Refugees in Kenya Are Watching the Olympics for the First Time

For the first time ever, a team of 10 refugees is competing in the Olympic Games. Also for the first time, the Kenyan refugees at Kakuma are able to watch the Olympic events to support their fellow refugees.

Thanks to volunteer efforts, the Olympics can actually be enjoyed by everyone at Kakuma. The International Olympic Committee (IOC) teamed up with FilmAid, a nonprofit that uses film to help refugees by providing them with information about their rights, health, safety and well-being, to broadcast the Rio Games in Camp Kakuma, where five of the 10 teammates are from.

Photos show hundreds of people gathered around the screens that were set up on the camp to display the Games.

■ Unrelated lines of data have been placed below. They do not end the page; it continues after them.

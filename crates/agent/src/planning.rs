//! The planning sub-loop.
//!
//! A `plan` call names an ordered list of subtasks. Each one is resolved to a
//! plannable action up front; then, one at a time, its parameters are
//! generated and it runs exactly like a top-level action would.

use autoclaw_core::{ActionParams, ActionResult, Message, Observable};
use tokio_util::sync::CancellationToken;
use tracing::info;

use crate::agent::Agent;
use crate::control::{self, ControlAction, PlanPayload, Toolbox};
use crate::error::AgentError;
use crate::execution::fold_action;
use crate::job::{ActionCurrentState, ActionState, Job};
use crate::prompts;

pub(crate) enum PlanOutcome {
    Completed(ActionResult),
    /// The reasoning callback vetoed a subtask.
    Stopped,
}

impl Agent {
    pub(crate) async fn run_plan(
        &self,
        job: &mut Job,
        token: &CancellationToken,
        conversation: &mut Vec<Message>,
        toolbox: &Toolbox,
        params: &ActionParams,
        parent: Option<&Observable>,
    ) -> Result<PlanOutcome, AgentError> {
        let plan: PlanPayload = control::payload(ControlAction::Plan, params)?;
        if plan.subtasks.is_empty() {
            return Err(AgentError::Planning("plan has no subtasks".into()));
        }

        let mut steps = Vec::with_capacity(plan.subtasks.len());
        for subtask in &plan.subtasks {
            let action = toolbox.resolve_plannable(&subtask.action).ok_or_else(|| {
                AgentError::Planning(format!(
                    "subtask uses unknown or non-plannable action `{}`",
                    subtask.action
                ))
            })?;
            steps.push((action, subtask));
        }

        let total = steps.len();
        info!(agent = %self.name, job_id = %job.uuid, goal = %plan.goal, subtasks = total, "Executing plan");
        fold_action(
            conversation,
            ControlAction::Plan.name(),
            params,
            &format!("Plan accepted: {total} subtasks"),
        );

        let mut done = Vec::with_capacity(total);
        for (index, (action, subtask)) in steps.into_iter().enumerate() {
            let def = action.definition();
            let instruction = prompts::subtask(index, total, &plan.goal, &subtask.reasoning);
            let step_params = self
                .generate_parameters(parent, token, conversation, &def, &instruction)
                .await?;

            let current = ActionCurrentState {
                job_id: job.uuid.clone(),
                action: def.clone(),
                params: step_params.clone(),
                reasoning: subtask.reasoning.clone(),
            };
            if let Some(callback) = &job.reasoning_callback
                && !callback(&current)
            {
                info!(agent = %self.name, job_id = %job.uuid, action = %def.name, "Plan stopped by callback");
                job.record_step(ActionState {
                    current,
                    result: ActionResult::text(prompts::STOPPED_BY_CALLBACK),
                });
                return Ok(PlanOutcome::Stopped);
            }

            let result = self
                .run_action(job, token, &action, step_params.clone(), parent)
                .await?;
            fold_action(conversation, &def.name, &step_params, &result.result);
            job.past_actions.push((def.name.clone(), step_params));
            done.push(def.name.clone());
            job.record_step(ActionState { current, result });
        }

        Ok(PlanOutcome::Completed(ActionResult::text(format!(
            "planning {}, subtasks: {}",
            plan.goal,
            done.join(", ")
        ))))
    }
}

Read More: 2016 Rio Olympics: Meet the Athletes of the All-Refugee Team

Keefe Murren, FilmAid managing director, said the Refugee Olympic Team project gives refugees a chance to contribute to the rest of the world.  

“We applaud the IOC for giving refugee athletes a chance to compete, for calling attention to the refugee crisis, and for recognizing the need to support communities of displaced people around the world,” he said.

People around the world have been inspired by the stories of the refugee athletes, especially those who are most affected by displacement. Now, these people will have the chance to support their heroes by cheering them on at the Games from Kenya.

The events are being streamed all 16 days.